What the 2019 code of conduct says

  • Fair media coverage: Public and private media must provide fair media coverage to all election participants.
  • Ethical behavior: Candidates and stakeholders must refrain from corruption, respect individual differences and freedoms, and campaign in accordance with the law.
  • Freedom of Speech and Access: Candidates have the right to express their political opinions and allow the public and media to attend their rallies.
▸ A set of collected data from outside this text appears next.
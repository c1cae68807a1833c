//! Text Extractor: turns an uploaded CV into plain text before screening.
//!
//! Three formats are accepted: plain text, PDF, and DOCX. Anything else fails with
//! `UnsupportedFormat`; a file that cannot be decoded fails with `ParseFailure` and
//! yields no partial text.

mod docx;
mod pdf;

use std::fmt;
use std::path::Path;

use thiserror::Error;

pub const MIME_TEXT: &str = "text/plain";
pub const MIME_PDF: &str = "application/pdf";
pub const MIME_DOCX: &str =
    "application/vnd.openxmlformats-officedocument.wordprocessingml.document";

#[derive(Debug, Error)]
pub enum ExtractError {
    #[error("Unsupported file type: {0}")]
    UnsupportedFormat(String),

    #[error("Error parsing CV: {0}")]
    ParseFailure(String),
}

#[derive(Debug, Clone, Copy, PartialEq, Eq)]
pub enum DocumentFormat {
    PlainText,
    Pdf,
    Docx,
}

impl DocumentFormat {
    /// Resolves a MIME type, ignoring parameters such as `; charset=utf-8`.
    pub fn from_mime(mime: &str) -> Option<Self> {
        let essence = mime.split(';').next().unwrap_or_default().trim();
        match essence.to_ascii_lowercase().as_str() {
            MIME_TEXT => Some(DocumentFormat::PlainText),
            MIME_PDF => Some(DocumentFormat::Pdf),
            MIME_DOCX => Some(DocumentFormat::Docx),
            _ => None,
        }
    }

    pub fn from_file_name(name: &str) -> Option<Self> {
        let extension = Path::new(name).extension()?.to_str()?;
        match extension.to_ascii_lowercase().as_str() {
            "txt" => Some(DocumentFormat::PlainText),
            "pdf" => Some(DocumentFormat::Pdf),
            "docx" => Some(DocumentFormat::Docx),
            _ => None,
        }
    }

    /// Picks the format from an upload's declared content type, falling back to the
    /// file name's extension when the content type is absent or unrecognized.
    pub fn detect(
        content_type: Option<&str>,
        file_name: Option<&str>,
    ) -> Result<Self, ExtractError> {
        content_type
            .and_then(Self::from_mime)
            .or_else(|| file_name.and_then(Self::from_file_name))
            .ok_or_else(|| {
                let declared = content_type
                    .or(file_name)
                    .unwrap_or("unknown")
                    .to_string();
                ExtractError::UnsupportedFormat(declared)
            })
    }

    pub fn mime(self) -> &'static str {
        match self {
            DocumentFormat::PlainText => MIME_TEXT,
            DocumentFormat::Pdf => MIME_PDF,
            DocumentFormat::Docx => MIME_DOCX,
        }
    }
}

impl fmt::Display for DocumentFormat {
    fn fmt(&self, f: &mut fmt::Formatter<'_>) -> fmt::Result {
        f.write_str(self.mime())
    }
}

pub fn supported_mime_types() -> [&'static str; 3] {
    [MIME_PDF, MIME_DOCX, MIME_TEXT]
}

/// Extracts plain text from a document in the given format.
///
/// Compressed formats can inflate far beyond their upload size, so no format may
/// produce more than `max_text_bytes` of text; exceeding it is a `ParseFailure`.
pub fn extract_text(
    bytes: &[u8],
    format: DocumentFormat,
    max_text_bytes: usize,
) -> Result<String, ExtractError> {
    let text = match format {
        DocumentFormat::PlainText => std::str::from_utf8(bytes)
            .map(str::to_string)
            .map_err(|e| ExtractError::ParseFailure(format!("invalid UTF-8: {e}")))?,
        DocumentFormat::Pdf => pdf::extract(bytes)?,
        DocumentFormat::Docx => docx::extract(bytes, max_text_bytes)?,
    };
    if text.len() > max_text_bytes {
        return Err(too_large(format, max_text_bytes));
    }
    Ok(text)
}

fn too_large(format: DocumentFormat, limit: usize) -> ExtractError {
    ExtractError::ParseFailure(format!(
        "{format} content expands past the {limit} byte limit"
    ))
}
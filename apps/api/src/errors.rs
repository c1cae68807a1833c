use axum::{
    http::StatusCode,
    response::{IntoResponse, Response},
    Json,
};
use serde_json::json;
use thiserror::Error;

use crate::catalog::CatalogError;
use crate::ingest::{supported_mime_types, ExtractError};
use crate::screening::ScreeningError;

/// Application-level error type.
/// Implements `IntoResponse` so Axum handlers can return `Result<T, AppError>`.
#[derive(Debug, Error)]
pub enum AppError {
    #[error("Not found: {0}")]
    NotFound(String),

    #[error("Validation error: {0}")]
    Validation(String),

    #[error("Upload exceeds the {limit} byte limit")]
    PayloadTooLarge { limit: usize },

    #[error(transparent)]
    Extract(#[from] ExtractError),

    #[error("Internal server error: {0}")]
    Internal(#[from] anyhow::Error),
}

impl From<CatalogError> for AppError {
    fn from(err: CatalogError) -> Self {
        match err {
            CatalogError::UnknownJob(_) => AppError::NotFound(err.to_string()),
            other => AppError::Internal(anyhow::Error::new(other)),
        }
    }
}

impl From<ScreeningError> for AppError {
    fn from(err: ScreeningError) -> Self {
        AppError::Validation(err.to_string())
    }
}

impl IntoResponse for AppError {
    fn into_response(self) -> Response {
        let (status, code, message) = match &self {
            AppError::NotFound(msg) => (StatusCode::NOT_FOUND, "NOT_FOUND", msg.clone()),
            AppError::Validation(msg) => (StatusCode::BAD_REQUEST, "VALIDATION_ERROR", msg.clone()),
            AppError::PayloadTooLarge { .. } => (
                StatusCode::PAYLOAD_TOO_LARGE,
                "PAYLOAD_TOO_LARGE",
                self.to_string(),
            ),
            AppError::Extract(ExtractError::UnsupportedFormat(_)) => (
                StatusCode::UNSUPPORTED_MEDIA_TYPE,
                "UNSUPPORTED_FORMAT",
                format!(
                    "{self} (supported: {})",
                    supported_mime_types().join(", ")
                ),
            ),
            AppError::Extract(ExtractError::ParseFailure(reason)) => {
                tracing::warn!("Document parse failure: {reason}");
                (
                    StatusCode::UNPROCESSABLE_ENTITY,
                    "PARSE_FAILURE",
                    self.to_string(),
                )
            }
            AppError::Internal(e) => {
                tracing::error!("Internal error: {e:?}");
                (
                    StatusCode::INTERNAL_SERVER_ERROR,
                    "INTERNAL_ERROR",
                    "An internal server error occurred".to_string(),
                )
            }
        };

        let body = Json(json!({
            "error": {
                "code": code,
                "message": message
            }
        }));

        (status, body).into_response()
    }
}
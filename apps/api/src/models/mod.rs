pub mod application;
pub mod job;
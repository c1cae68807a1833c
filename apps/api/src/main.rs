mod catalog;
mod config;
mod errors;
mod ingest;
mod llm_client;
mod models;
mod routes;
mod screening;
mod state;

use anyhow::Result;
use std::net::SocketAddr;
use std::sync::Arc;
use tower_http::{cors::CorsLayer, trace::TraceLayer};
use tracing::{info, warn};
use tracing_subscriber::{layer::SubscriberExt, util::SubscriberInitExt, EnvFilter};

use crate::catalog::JobCatalog;
use crate::config::Config;
use crate::llm_client::LlmClient;
use crate::routes::build_router;
use crate::screening::pipeline::ScreeningPipeline;
use crate::state::AppState;

#[tokio::main]
async fn main() -> Result<()> {
    // Load configuration first (fails on a missing or placeholder API key)
    let config = Config::from_env()?;

    // Initialize structured logging
    tracing_subscriber::registry()
        .with(EnvFilter::try_from_default_env().unwrap_or_else(|_| {
            EnvFilter::new(format!("{}={}", env!("CARGO_CRATE_NAME"), &config.rust_log))
        }))
        .with(tracing_subscriber::fmt::layer())
        .init();

    info!("Starting Screening API v{}", env!("CARGO_PKG_VERSION"));

    // Initialize LLM client
    let llm = LlmClient::from_config(&config)?;
    if config.llm_startup_check {
        llm.check_connectivity().await?;
        info!("LLM endpoint reachable at {}", config.openai_base_url);
    } else {
        warn!("LLM_STARTUP_CHECK disabled; skipping endpoint check");
    }

    // Load job catalog
    let catalog = match &config.job_catalog_path {
        Some(path) => JobCatalog::from_json_file(path)?,
        None => {
            info!("JOB_CATALOG_PATH not set; using the built-in sample catalog");
            JobCatalog::sample()
        }
    };
    info!("Job catalog ({} postings): {:?}", catalog.len(), catalog.keys());

    let pipeline = ScreeningPipeline::new(Arc::new(llm), config.routing);
    info!(
        "Screening pipeline ready (model: {}, interview >= {}, escalate >= {} for Senior-Level)",
        pipeline.model_name(),
        config.routing.interview_threshold,
        config.routing.escalation_threshold
    );

    // Build app state
    let state = AppState {
        pipeline: Arc::new(pipeline),
        catalog: Arc::new(catalog),
        config: config.clone(),
    };

    // Build router
    let app = build_router(state)
        .layer(TraceLayer::new_for_http())
        .layer(CorsLayer::permissive());

    let addr: SocketAddr = format!("0.0.0.0:{}", config.port).parse()?;
    info!("Listening on {addr}");

    let listener = tokio::net::TcpListener::bind(addr).await?;
    axum::serve(listener, app).await?;

    Ok(())
}
//! Decision Router: picks the terminal step from the accumulated evaluation.

use crate::models::application::{Decision, ExperienceLevel};

/// Score thresholds for the routing decision. Both comparisons are inclusive.
#[derive(Debug, Clone, Copy, PartialEq)]
pub struct RoutingPolicy {
    pub interview_threshold: f64,
    pub escalation_threshold: f64,
}

impl Default for RoutingPolicy {
    fn default() -> Self {
        Self {
            interview_threshold: 7.0,
            escalation_threshold: 6.0,
        }
    }
}

impl RoutingPolicy {
    /// Routes an application. Evaluated in order:
    /// 1. unparseable score → reject
    /// 2. score ≥ interview threshold → interview
    /// 3. Senior-Level and score ≥ escalation threshold → escalate
    /// 4. otherwise → reject
    pub fn route(&self, technical_score: &str, experience: ExperienceLevel) -> Decision {
        let Ok(score) = technical_score.trim().parse::<f64>() else {
            return Decision::RejectWithFeedback;
        };

        if score >= self.interview_threshold {
            Decision::ScheduleInterview
        } else if experience == ExperienceLevel::SeniorLevel && score >= self.escalation_threshold
        {
            Decision::Escalate
        } else {
            Decision::RejectWithFeedback
        }
    }
}
//! Axum route handlers for the Job Catalog API.

use axum::{
    extract::{Path, State},
    Json,
};
use serde::Serialize;

use crate::errors::AppError;
use crate::models::job::JobPosting;
use crate::state::AppState;

#[derive(Debug, Serialize)]
pub struct JobSummary {
    pub key: String,
    pub title: String,
    pub company: String,
    pub location: String,
    pub experience_level: String,
    pub job_type: String,
    pub salary_range: String,
}

#[derive(Debug, Serialize)]
pub struct JobDetailResponse {
    pub key: String,
    #[serde(flatten)]
    pub posting: JobPosting,
    /// The exact text the screening prompts receive.
    pub text: String,
}

/// GET /api/v1/jobs
pub async fn handle_list_jobs(State(state): State<AppState>) -> Json<Vec<JobSummary>> {
    let jobs = state
        .catalog
        .entries()
        .iter()
        .map(|entry| JobSummary {
            key: entry.key.clone(),
            title: entry.posting.title.clone(),
            company: entry.posting.company.clone(),
            location: entry.posting.location.clone(),
            experience_level: entry.posting.experience_level.clone(),
            job_type: entry.posting.job_type.clone(),
            salary_range: entry.posting.salary_range.clone(),
        })
        .collect();
    Json(jobs)
}

/// GET /api/v1/jobs/:key
pub async fn handle_get_job(
    State(state): State<AppState>,
    Path(key): Path<String>,
) -> Result<Json<JobDetailResponse>, AppError> {
    let posting = state.catalog.get(&key)?;
    Ok(Json(JobDetailResponse {
        text: posting.to_text(),
        posting: posting.clone(),
        key,
    }))
}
The dissemination of false news and defamatory information to harm opponents is prohibited.
  • Financial transparency: Candidates must be transparent in their campaign finances and spending, respecting legal limits.
  • Respect for the environment: Electoral campaigns must be conducted with respect for the environment.
  • Supervision of the “baz”: The “baz” must not be a source of nuisance or conflict, and the consumption of alcohol and illegal activities are prohibited.
  • Behavior of election officials: Election officials must act with professionalism, impartiality and integrity.
  • Behavior of candidates in the event of victory or defeat: They must avoid shows of force and behave in a way that preserves the integrity of the electoral process.
  • Compliance with election laws: Candidates must comply with all requirements of election laws and report any illegal acts to the Election Commission.